At the bottom, Norman met us for a tour of
this unique National Park, administered by the Hawaiian Department of Health
and inaccessible by road. It was originally established in the 1866 as a leper
colony, the poor victims of this awful scourge (now officially known as
Hansen’s disease, and curable) dumped - sometimes literally - from ships in this remote area
with no ceremony and little support. Until Father Damien came along, that is, eventually (and recently) earning himself a sainthood for his selfless work with the victims. There are only 14
former patients there now, well outnumbered by government workers of various
sorts – but the graveyards contain the headstones of 8,000 people, victims
equally of the disease and the public’s fear of it. Adding insult to injury,
two tsunamis swept away many of the markers.
It was an interesting place to visit, and the scenery, as the
cloud lifted and the sky cleared, was certainly dramatic – but our enjoyment was
somewhat hampered by the non-arrival of our lunches because of weather-related
delivery problems. In such a place, though, it felt churlish to complain – and
probably the mules were glad of our empty stomachs as they toiled underneath us
all the way back up to the top again.
Then began the main purpose of this visit
to Hawaii: a trip with UnCruise Adventures, who operate in Alaska, on the
Columbia River, and in Baja and the Caribbean too. They’re small-ship operators with the
focus on local activities, and our first began before we even got to the ship.
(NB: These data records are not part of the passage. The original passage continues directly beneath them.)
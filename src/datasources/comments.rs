use crate::error::{ReportError, Result};
use crate::logic::comments::CommentInputs;
use serde::Deserialize;
use std::collections::BTreeMap;

/// Client for the AI comment generation service.
pub struct CommentsClient {
    client: reqwest::Client,
    base_url: String,
    report_ref: Option<String>,
}

#[derive(Debug, Deserialize)]
struct GenerateResponse {
    #[serde(default)]
    summary: Option<String>,
}

// Stored comments arrive either as one text or as named report sections
#[derive(Debug, Deserialize)]
#[serde(untagged)]
enum Explanation {
    Text(String),
    Sections(BTreeMap<String, String>),
}

impl Explanation {
    fn into_text(self) -> String {
        match self {
            Explanation::Text(text) => text,
            Explanation::Sections(sections) => sections
                .into_values()
                .map(|s| s.trim().to_string())
                .filter(|s| !s.is_empty())
                .collect::<Vec<_>>()
                .join("\n\n"),
        }
    }
}

#[derive(Debug, Deserialize)]
struct AiComments {
    #[serde(default)]
    combined_nutrients_explanation: Option<Explanation>,
}

/// Lists that may come back comma-joined or as arrays.
#[derive(Debug, Deserialize)]
#[serde(untagged)]
enum NameList {
    Joined(String),
    List(Vec<String>),
}

impl Default for NameList {
    fn default() -> Self {
        NameList::List(Vec::new())
    }
}

impl NameList {
    fn into_names(self) -> Vec<String> {
        let names = match self {
            NameList::Joined(s) => s.split(',').map(str::to_string).collect(),
            NameList::List(v) => v,
        };
        names
            .into_iter()
            .map(|n| n.trim().to_string())
            .filter(|n| !n.is_empty())
            .collect()
    }
}

#[derive(Debug, Default, Deserialize)]
struct FormData {
    #[serde(default)]
    nutrient_deficient: NameList,
    #[serde(default)]
    nutrient_excess: NameList,
}

#[derive(Debug, Deserialize)]
struct StoredResponse {
    #[serde(default)]
    ai_comments: Option<AiComments>,
    #[serde(default)]
    form_data: Option<FormData>,
    #[serde(default)]
    closest_key: Option<String>,
}

#[derive(Debug, Clone, Copy, PartialEq, Eq)]
pub enum CommentSource {
    Stored,
    Generated,
}

/// Summary text plus the nutrient lists the template paragraphs are built from.
#[derive(Debug, Clone, PartialEq)]
pub struct CommentsSummary {
    pub summary: String,
    pub deficient: Vec<String>,
    pub excess: Vec<String>,
    pub closest_key: Option<String>,
    pub source: CommentSource,
}

pub(crate) fn parse_stored(body: &str) -> Result<CommentsSummary> {
    let stored: StoredResponse = serde_json::from_str(body)?;
    let summary = stored
        .ai_comments
        .and_then(|c| c.combined_nutrients_explanation)
        .map(Explanation::into_text)
        .ok_or_else(|| ReportError::InvalidData("Stored comments carry no explanation".into()))?;
    let form = stored.form_data.unwrap_or_default();
    Ok(CommentsSummary {
        summary,
        deficient: form.nutrient_deficient.into_names(),
        excess: form.nutrient_excess.into_names(),
        closest_key: stored.closest_key,
        source: CommentSource::Stored,
    })
}

impl CommentsClient {
    pub fn new(base_url: impl Into<String>, report_ref: Option<String>) -> Self {
        Self {
            client: reqwest::Client::new(),
            base_url: base_url.into().trim_end_matches('/').to_string(),
            report_ref: report_ref.filter(|r| !r.trim().is_empty()),
        }
    }

    pub fn has_stored_comments(&self) -> bool {
        self.report_ref.is_some()
    }

    /// Ask the service to write a summary for the given status buckets.
    pub async fn generate(&self, inputs: &CommentInputs) -> Result<String> {
        let url = format!("{}/generate-comments", self.base_url);
        let response = self
            .client
            .post(&url)
            .json(inputs)
            .send()
            .await
            .map_err(|e| ReportError::DataSourceUnavailable(format!("Comments service: {}", e)))?;

        if !response.status().is_success() {
            let status = response.status();
            let body = response.text().await.unwrap_or_default();
            return Err(ReportError::DataSourceUnavailable(format!(
                "Comments service returned {}: {}",
                status, body
            )));
        }

        let generated: GenerateResponse = response.json().await.map_err(|e| {
            ReportError::DataSourceUnavailable(format!("Failed to parse comments response: {}", e))
        })?;
        generated
            .summary
            .ok_or_else(|| ReportError::InvalidData("Comments response has no summary".into()))
    }

    /// Comments already written for this report and paddock, if any.
    pub async fn fetch_stored(&self, paddock_key: &str) -> Result<Option<CommentsSummary>> {
        let Some(report_ref) = &self.report_ref else {
            return Ok(None);
        };
        let url = format!("{}/api/proxy/get-ai-comments/{}", self.base_url, report_ref);
        let response = self
            .client
            .get(&url)
            .query(&[("key", paddock_key)])
            .send()
            .await
            .map_err(|e| ReportError::DataSourceUnavailable(format!("Comments service: {}", e)))?;

        if !response.status().is_success() {
            tracing::debug!(
                "No stored comments for '{}' ({})",
                paddock_key,
                response.status()
            );
            return Ok(None);
        }

        let body = response.text().await?;
        parse_stored(&body).map(Some)
    }

    /// Test connection to the comments service
    pub async fn test_connection(&self) -> Result<bool> {
        let response = self
            .client
            .get(&self.base_url)
            .send()
            .await
            .map_err(|e| ReportError::DataSourceUnavailable(format!("Comments service: {}", e)))?;

        Ok(!response.status().is_server_error())
    }

    /// Stored comments when available, otherwise a freshly generated summary.
    pub async fn fetch(&self, paddock_key: &str, inputs: &CommentInputs) -> Result<CommentsSummary> {
        match self.fetch_stored(paddock_key).await {
            Ok(Some(stored)) => return Ok(stored),
            Ok(None) => {}
            Err(e) => tracing::warn!("Stored comments unavailable: {}", e),
        }

        let summary = self.generate(inputs).await?;
        Ok(CommentsSummary {
            summary,
            deficient: inputs.deficient.clone(),
            excess: inputs.excess.clone(),
            closest_key: None,
            source: CommentSource::Generated,
        })
    }
}

#[cfg(test)]
mod tests {
    use super::*;

    #[test]
    fn stored_comments_with_joined_lists() {
        let body = r#"{
            "ai_comments": {"combined_nutrients_explanation": "Calcium is limiting."},
            "form_data": {"nutrient_deficient": "Calcium, Boron,", "nutrient_excess": "Magnesium"},
            "closest_key": "North"
        }"#;
        let stored = parse_stored(body).unwrap();
        assert_eq!(stored.summary, "Calcium is limiting.");
        assert_eq!(stored.deficient, vec!["Calcium", "Boron"]);
        assert_eq!(stored.excess, vec!["Magnesium"]);
        assert_eq!(stored.closest_key.as_deref(), Some("North"));
        assert_eq!(stored.source, CommentSource::Stored);
    }

    #[test]
    fn stored_comments_with_arrays_and_sections() {
        let body = r#"{
            "ai_comments": {"combined_nutrients_explanation": {
                "Available Nutrients": "Phosphorus is low.",
                "Soil pH": "pH is ideal."
            }},
            "form_data": {"nutrient_deficient": ["Phosphorus"], "nutrient_excess": []}
        }"#;
        let stored = parse_stored(body).unwrap();
        assert_eq!(stored.summary, "Phosphorus is low.\n\npH is ideal.");
        assert_eq!(stored.deficient, vec!["Phosphorus"]);
        assert!(stored.excess.is_empty());
    }

    #[test]
    fn stored_comments_need_an_explanation() {
        assert!(parse_stored(r#"{"form_data": {}}"#).is_err());
    }

    #[test]
    fn blank_report_ref_disables_stored_lookup() {
        let client = CommentsClient::new("http://localhost:8000/", Some("  ".into()));
        assert!(!client.has_stored_comments());
        let client = CommentsClient::new("http://localhost:8000", Some("r-42".into()));
        assert!(client.has_stored_comments());
    }
}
Molokai Plumerias grow what I know and love as frangipani, and we walked into
an orchard to learn how they’re grown, transported and shipped, and had a go
ourselves at threading a fragrant lei: 50 blooms per necklace, since you ask,
up to 1500 for the fancy spiral version.
Arriving at the ship, there was a long line
of smiling faces to negotiate on the way to our comfortable cabin, home for the
next seven nights. The staff, all youngish, super-upbeat Americans, are friendly
and full of enthusiasm. “You thought this was a vacation?” asked the unusually-named expedition manager Dai Mar at the briefing. “It’s an adventure!”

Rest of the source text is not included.